Aldeia Maria do Mar XVI

O Esperar de Nova Vida

 

Depois do naufrágio, e de Valtina ter arrastada pelos golfinhos e ter aparecido inanimada nas costas do porto de Alexandria no Egipto.

O feiticeiro do mar sempre a seguiu, fez diligências através de seu feitiço para que Valdina ao acordar sentisse o sentido de segurança, que da confiança a mente de quem acorda em terras estranhas.

O governo tinha instruções de a proteger e de lhes dar educação sempre que sua mente atingisse diferente nível.

Valdina era quase uma criança, mas duma beleza sem par, seu fato azul cor do mar, uma blusa branca um tudo nadinha decotada, deixava transparecer o corpo de mulher em formação, depois seus longos cabelos meios encaracolados atados em rabo de cavalo lançados sobre o lado esquerdo deixando do direito mostrando sobre o bolso uma lindíssima sereia, a marca do costureiro de Valdina.

Sua charpa branca, mas transparente cobria sua cabeça dando-lhe um ar magnético mas doce, e seus lábios carnudos formados em rugas de sorriso emprestavam-lhes ar de inocência, que seus olhos meigos acabava de completar como uma porta aberta deixando antever a doçura de seu ser, ela toda, era um pólo magnético da juventude amorosa e com desejos da carne... o possuir um ser assim era a certeza de um êxito de amor eterno.

Depois de ser avaliado seu IQ e mentalidade, Valdina integrou uma classe muito superior a sua idade...

Os rapazes que integravam a mesma classe eram bastante mais velhos, e na ausência dos professores os aviões de papel caiam ao redor de Valdina, sempre acompanhados com mensagens de amor e promessas de fazer desta jovem rainha de seu coração...ou mesmo lutar para fazer dela rainha do mundo humano.

Na verdade sua beleza era de fazer enlouquecer, mas haveria verdade no pensar dos que estes bilhetes que vinham do ar e de quem os estava a escrever?...

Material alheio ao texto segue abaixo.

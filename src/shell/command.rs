//! Command trait and registry for the shell.

use std::collections::{BTreeSet, HashMap};
use std::fmt;
use std::sync::Arc;

use crate::host::KeyShare;

/// Result of executing a command.
#[derive(Debug, Clone)]
pub enum CommandResult {
    /// Command executed successfully with optional message.
    Success(Option<String>),
    /// Command failed with error message.
    Error(String),
    /// Signal to exit the shell.
    Exit,
    /// Continue without output.
    Continue,
}

impl CommandResult {
    pub fn success(msg: impl Into<String>) -> Self {
        CommandResult::Success(Some(msg.into()))
    }

    pub fn ok() -> Self {
        CommandResult::Success(None)
    }

    pub fn error(msg: impl Into<String>) -> Self {
        CommandResult::Error(msg.into())
    }
}

/// Context available to commands during execution.
pub struct ShellContext<'a> {
    pub host: &'a KeyShare,
    /// Registry, for the help command.
    pub registry: Option<&'a CommandRegistry>,
    /// Identifiers seen so far, offered as completions.
    pub identifiers: &'a mut BTreeSet<String>,
}

impl<'a> ShellContext<'a> {
    pub fn new(host: &'a KeyShare, identifiers: &'a mut BTreeSet<String>) -> Self {
        Self {
            host,
            registry: None,
            identifiers,
        }
    }

    pub fn with_registry(mut self, registry: &'a CommandRegistry) -> Self {
        self.registry = Some(registry);
        self
    }

    /// Records identifiers for later completion.
    pub fn remember<I: IntoIterator<Item = String>>(&mut self, identifiers: I) {
        self.identifiers
            .extend(identifiers.into_iter().filter(|id| !id.is_empty()));
    }
}

/// Kind of value a command argument takes, used for completion.
#[derive(Debug, Clone, Copy, PartialEq, Eq)]
pub enum ArgKind {
    Identifier,
    Command,
    Path,
    None,
}

/// A command that can be executed in the shell.
pub trait Command: Send + Sync {
    /// Returns the primary name of the command.
    fn name(&self) -> &str;

    /// Returns command aliases (alternative names).
    fn aliases(&self) -> &[&str] {
        &[]
    }

    /// Returns a short description of the command.
    fn description(&self) -> &str;

    /// Returns usage information (e.g., "get <identifier> [output]").
    fn usage(&self) -> &str;

    /// Returns detailed help text.
    fn help(&self) -> &str {
        self.description()
    }

    /// Executes the command with the given arguments.
    fn execute(&self, args: &[&str], ctx: &mut ShellContext) -> CommandResult;

    /// What the argument at `arg_index` (0-based) completes to.
    fn arg_kind(&self, _arg_index: usize) -> ArgKind {
        ArgKind::None
    }

    fn min_args(&self) -> usize {
        0
    }

    /// Maximum number of arguments (None = unlimited).
    fn max_args(&self) -> Option<usize> {
        None
    }
}

impl fmt::Debug for dyn Command {
    fn fmt(&self, f: &mut fmt::Formatter<'_>) -> fmt::Result {
        f.debug_struct("Command")
            .field("name", &self.name())
            .field("description", &self.description())
            .finish()
    }
}

/// Registry of all available commands.
pub struct CommandRegistry {
    /// Commands indexed by their primary name.
    commands: HashMap<String, Arc<dyn Command>>,
    /// Alias to primary name mapping.
    aliases: HashMap<String, String>,
    /// Every name and alias, sorted for prefix completion.
    names: BTreeSet<String>,
}

impl CommandRegistry {
    pub fn new() -> Self {
        Self {
            commands: HashMap::new(),
            aliases: HashMap::new(),
            names: BTreeSet::new(),
        }
    }

    pub fn register(&mut self, command: Arc<dyn Command>) {
        let name = command.name().to_string();
        self.names.insert(name.clone());

        for alias in command.aliases() {
            self.aliases.insert(alias.to_string(), name.clone());
            self.names.insert(alias.to_string());
        }

        self.commands.insert(name, command);
    }

    /// Looks up a command by name or alias.
    pub fn get(&self, name: &str) -> Option<Arc<dyn Command>> {
        if let Some(cmd) = self.commands.get(name) {
            return Some(Arc::clone(cmd));
        }
        self.aliases
            .get(name)
            .and_then(|primary| self.commands.get(primary))
            .map(Arc::clone)
    }

    pub fn commands(&self) -> impl Iterator<Item = &Arc<dyn Command>> {
        self.commands.values()
    }

    /// Names and aliases starting with `prefix`, sorted.
    pub fn completions(&self, prefix: &str) -> Vec<String> {
        complete_prefix(&self.names, prefix)
    }

    pub fn len(&self) -> usize {
        self.commands.len()
    }

    pub fn is_empty(&self) -> bool {
        self.commands.is_empty()
    }
}

impl Default for CommandRegistry {
    fn default() -> Self {
        Self::new()
    }
}

/// Entries of a sorted set that start with `prefix`.
pub fn complete_prefix(set: &BTreeSet<String>, prefix: &str) -> Vec<String> {
    set.range(prefix.to_string()..)
        .take_while(|s| s.starts_with(prefix))
        .cloned()
        .collect()
}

Devagarinho Valdina se aninhou e um a um juntou cada pedacinho e pôs-se a ler, dava um sorriso, ou seus olhos se fixavam longe num pensar, mas nunca para seus companheiros lançou um olhar.

As horas da campainha tocar para as aulas acabar naquele dia se aproximavam, e esta pensava, pensava... de momento se levantou, pediu autorização e foi falar com o professor; este fez um sinal de afirmação, deixando Valtina em frente da classe.

Esta levantou os papéis no ar que tinham sido brinquedinhos de atirar...

Valtina em voz clara, mas meiga e convincente, disse, o mundo precisa de nós, não temos tempo para brincar...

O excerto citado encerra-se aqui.